• Items from a data source:
● ● ● ●
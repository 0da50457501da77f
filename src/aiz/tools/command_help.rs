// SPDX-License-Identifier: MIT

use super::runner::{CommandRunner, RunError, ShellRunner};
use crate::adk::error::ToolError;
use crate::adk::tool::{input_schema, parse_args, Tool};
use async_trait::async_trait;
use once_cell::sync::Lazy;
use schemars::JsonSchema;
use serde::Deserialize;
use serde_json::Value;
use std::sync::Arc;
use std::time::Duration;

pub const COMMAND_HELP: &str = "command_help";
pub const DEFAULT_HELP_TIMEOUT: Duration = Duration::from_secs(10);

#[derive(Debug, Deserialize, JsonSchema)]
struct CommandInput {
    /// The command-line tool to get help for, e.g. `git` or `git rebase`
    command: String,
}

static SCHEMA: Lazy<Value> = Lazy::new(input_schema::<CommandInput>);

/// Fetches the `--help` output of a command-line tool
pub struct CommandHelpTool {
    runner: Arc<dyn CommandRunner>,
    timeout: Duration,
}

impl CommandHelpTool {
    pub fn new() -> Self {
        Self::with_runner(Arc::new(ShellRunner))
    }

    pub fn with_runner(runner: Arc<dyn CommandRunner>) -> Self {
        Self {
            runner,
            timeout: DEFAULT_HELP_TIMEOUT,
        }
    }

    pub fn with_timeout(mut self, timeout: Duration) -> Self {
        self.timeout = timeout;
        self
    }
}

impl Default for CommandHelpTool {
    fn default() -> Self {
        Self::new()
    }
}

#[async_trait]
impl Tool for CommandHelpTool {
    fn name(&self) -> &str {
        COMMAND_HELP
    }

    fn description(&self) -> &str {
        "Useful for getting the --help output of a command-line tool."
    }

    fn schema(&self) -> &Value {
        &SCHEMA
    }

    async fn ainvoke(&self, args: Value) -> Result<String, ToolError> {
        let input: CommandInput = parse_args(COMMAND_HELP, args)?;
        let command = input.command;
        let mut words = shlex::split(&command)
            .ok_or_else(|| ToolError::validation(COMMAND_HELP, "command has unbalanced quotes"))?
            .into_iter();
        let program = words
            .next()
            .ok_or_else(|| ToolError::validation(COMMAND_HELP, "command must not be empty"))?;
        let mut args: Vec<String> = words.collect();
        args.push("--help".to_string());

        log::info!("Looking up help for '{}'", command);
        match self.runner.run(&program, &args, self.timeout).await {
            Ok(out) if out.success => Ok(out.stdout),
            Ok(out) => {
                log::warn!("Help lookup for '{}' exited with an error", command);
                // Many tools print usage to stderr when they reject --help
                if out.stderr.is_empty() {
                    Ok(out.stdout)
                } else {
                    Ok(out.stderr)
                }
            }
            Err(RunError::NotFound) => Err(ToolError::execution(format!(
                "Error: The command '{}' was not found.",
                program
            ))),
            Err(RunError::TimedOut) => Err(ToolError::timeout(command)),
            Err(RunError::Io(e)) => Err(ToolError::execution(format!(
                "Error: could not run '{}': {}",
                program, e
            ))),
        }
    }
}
● ● ● ●
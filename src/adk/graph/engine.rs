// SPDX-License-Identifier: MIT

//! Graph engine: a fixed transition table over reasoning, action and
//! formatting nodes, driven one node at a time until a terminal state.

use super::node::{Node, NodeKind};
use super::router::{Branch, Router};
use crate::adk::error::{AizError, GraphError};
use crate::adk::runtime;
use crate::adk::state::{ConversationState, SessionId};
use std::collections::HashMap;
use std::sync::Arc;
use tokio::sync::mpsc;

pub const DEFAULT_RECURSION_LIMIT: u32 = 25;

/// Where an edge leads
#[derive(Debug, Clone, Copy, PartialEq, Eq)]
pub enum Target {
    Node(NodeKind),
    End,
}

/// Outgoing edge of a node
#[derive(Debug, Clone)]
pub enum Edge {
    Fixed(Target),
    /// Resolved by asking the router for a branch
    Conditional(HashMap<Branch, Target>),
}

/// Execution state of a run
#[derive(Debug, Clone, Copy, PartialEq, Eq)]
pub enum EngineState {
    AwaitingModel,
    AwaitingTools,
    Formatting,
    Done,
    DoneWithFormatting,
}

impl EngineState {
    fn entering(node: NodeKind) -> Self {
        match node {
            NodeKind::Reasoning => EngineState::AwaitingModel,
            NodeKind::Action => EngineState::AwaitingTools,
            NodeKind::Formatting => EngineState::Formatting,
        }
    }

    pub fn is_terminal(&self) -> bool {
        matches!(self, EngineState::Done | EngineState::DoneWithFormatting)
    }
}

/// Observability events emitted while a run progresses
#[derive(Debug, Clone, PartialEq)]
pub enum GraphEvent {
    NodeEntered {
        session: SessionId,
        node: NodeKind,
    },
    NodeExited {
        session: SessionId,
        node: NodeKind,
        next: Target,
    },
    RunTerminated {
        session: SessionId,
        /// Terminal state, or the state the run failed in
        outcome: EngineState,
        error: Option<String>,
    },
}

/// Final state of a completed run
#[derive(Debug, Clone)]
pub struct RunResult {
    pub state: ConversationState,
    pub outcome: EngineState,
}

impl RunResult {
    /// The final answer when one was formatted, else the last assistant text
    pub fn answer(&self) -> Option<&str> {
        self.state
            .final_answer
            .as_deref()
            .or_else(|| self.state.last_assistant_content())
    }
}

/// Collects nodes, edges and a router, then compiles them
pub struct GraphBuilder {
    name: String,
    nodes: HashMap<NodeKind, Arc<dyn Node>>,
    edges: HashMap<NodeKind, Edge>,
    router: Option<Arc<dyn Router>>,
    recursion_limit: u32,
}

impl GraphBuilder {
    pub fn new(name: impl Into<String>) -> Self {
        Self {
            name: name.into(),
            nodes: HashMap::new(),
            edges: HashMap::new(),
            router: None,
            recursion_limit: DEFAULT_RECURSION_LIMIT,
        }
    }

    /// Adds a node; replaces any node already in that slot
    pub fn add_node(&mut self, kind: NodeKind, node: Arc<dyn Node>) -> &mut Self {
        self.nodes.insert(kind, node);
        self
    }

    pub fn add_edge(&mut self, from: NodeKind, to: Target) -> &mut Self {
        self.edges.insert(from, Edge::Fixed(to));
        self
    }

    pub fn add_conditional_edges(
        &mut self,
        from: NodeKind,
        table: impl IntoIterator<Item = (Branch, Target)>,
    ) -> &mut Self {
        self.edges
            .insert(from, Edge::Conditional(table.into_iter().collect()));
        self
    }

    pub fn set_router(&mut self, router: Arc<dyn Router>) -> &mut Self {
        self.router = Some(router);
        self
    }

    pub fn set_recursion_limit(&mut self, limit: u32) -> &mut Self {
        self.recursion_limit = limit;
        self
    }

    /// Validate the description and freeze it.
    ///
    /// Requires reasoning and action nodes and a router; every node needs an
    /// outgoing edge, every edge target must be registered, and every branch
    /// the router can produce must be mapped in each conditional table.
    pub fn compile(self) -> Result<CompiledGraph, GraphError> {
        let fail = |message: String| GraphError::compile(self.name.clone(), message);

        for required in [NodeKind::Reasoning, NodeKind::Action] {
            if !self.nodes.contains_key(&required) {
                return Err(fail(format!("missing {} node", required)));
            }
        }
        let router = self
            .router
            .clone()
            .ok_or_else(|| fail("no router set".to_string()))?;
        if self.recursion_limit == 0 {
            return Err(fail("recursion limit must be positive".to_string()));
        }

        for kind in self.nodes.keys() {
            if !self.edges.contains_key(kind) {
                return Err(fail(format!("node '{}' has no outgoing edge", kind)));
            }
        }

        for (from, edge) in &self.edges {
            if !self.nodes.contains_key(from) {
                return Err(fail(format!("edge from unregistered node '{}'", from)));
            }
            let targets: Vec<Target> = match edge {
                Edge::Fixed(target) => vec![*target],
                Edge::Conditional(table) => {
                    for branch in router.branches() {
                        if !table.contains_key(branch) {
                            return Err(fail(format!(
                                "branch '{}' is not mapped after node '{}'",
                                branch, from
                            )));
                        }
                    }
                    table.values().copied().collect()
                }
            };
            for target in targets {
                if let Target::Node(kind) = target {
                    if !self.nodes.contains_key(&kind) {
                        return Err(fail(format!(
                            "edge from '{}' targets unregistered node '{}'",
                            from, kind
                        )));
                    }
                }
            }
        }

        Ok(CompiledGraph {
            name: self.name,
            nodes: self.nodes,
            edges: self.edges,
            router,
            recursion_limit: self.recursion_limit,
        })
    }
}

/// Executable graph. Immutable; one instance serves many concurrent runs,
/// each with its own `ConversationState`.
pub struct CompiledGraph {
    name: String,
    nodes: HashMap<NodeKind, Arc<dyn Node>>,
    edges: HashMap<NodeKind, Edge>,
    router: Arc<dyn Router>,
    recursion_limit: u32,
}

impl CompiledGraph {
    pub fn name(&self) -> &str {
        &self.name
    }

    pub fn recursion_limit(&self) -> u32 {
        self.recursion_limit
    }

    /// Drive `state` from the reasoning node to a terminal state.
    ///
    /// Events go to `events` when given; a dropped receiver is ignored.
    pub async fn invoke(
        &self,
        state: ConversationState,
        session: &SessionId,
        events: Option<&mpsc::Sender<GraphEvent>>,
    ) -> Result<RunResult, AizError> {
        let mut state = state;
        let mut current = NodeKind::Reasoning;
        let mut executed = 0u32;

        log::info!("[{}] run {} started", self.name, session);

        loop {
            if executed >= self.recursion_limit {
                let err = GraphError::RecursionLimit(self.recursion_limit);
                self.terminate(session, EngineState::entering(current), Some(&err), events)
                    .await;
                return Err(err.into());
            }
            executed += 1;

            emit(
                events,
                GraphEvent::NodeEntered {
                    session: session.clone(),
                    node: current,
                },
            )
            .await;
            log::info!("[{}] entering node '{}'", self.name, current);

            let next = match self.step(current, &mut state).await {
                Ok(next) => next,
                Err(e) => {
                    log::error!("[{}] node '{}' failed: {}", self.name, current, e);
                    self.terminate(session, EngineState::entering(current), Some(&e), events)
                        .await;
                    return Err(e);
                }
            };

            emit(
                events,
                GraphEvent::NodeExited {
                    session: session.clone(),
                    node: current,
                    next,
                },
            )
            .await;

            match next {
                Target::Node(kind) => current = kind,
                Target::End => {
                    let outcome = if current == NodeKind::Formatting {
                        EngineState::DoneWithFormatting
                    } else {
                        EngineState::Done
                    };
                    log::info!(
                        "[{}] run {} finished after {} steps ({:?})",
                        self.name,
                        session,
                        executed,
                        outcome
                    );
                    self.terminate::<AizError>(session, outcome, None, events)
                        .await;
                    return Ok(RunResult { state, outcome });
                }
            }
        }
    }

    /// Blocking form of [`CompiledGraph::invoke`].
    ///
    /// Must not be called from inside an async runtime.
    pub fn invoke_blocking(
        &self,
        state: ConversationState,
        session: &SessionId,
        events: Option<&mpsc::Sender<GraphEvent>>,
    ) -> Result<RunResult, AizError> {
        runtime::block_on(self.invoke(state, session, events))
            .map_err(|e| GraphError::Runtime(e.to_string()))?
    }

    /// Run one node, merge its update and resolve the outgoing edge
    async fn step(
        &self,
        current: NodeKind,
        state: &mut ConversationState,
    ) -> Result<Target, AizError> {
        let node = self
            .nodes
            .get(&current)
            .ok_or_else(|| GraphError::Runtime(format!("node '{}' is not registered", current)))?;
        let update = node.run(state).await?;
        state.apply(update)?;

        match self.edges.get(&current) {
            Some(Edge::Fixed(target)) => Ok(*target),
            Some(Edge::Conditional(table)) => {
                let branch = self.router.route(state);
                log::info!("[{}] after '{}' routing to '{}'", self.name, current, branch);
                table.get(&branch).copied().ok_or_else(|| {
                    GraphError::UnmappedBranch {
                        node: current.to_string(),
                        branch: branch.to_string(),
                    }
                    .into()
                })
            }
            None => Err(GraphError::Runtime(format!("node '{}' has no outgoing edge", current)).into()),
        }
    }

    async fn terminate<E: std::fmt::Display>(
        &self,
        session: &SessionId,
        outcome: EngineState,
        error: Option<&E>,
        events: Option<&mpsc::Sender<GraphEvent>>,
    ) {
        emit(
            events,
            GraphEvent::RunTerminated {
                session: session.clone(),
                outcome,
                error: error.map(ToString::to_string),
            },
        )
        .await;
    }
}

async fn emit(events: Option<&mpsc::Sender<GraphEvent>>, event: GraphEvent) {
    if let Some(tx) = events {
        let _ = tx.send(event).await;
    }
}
● ● ● ●
• Work to be completed: Every line from the data above that contains "AwaitingTools" must appear in the answer.

• Response area:
    AwaitingTools,
            NodeKind::Action => EngineState::AwaitingTools,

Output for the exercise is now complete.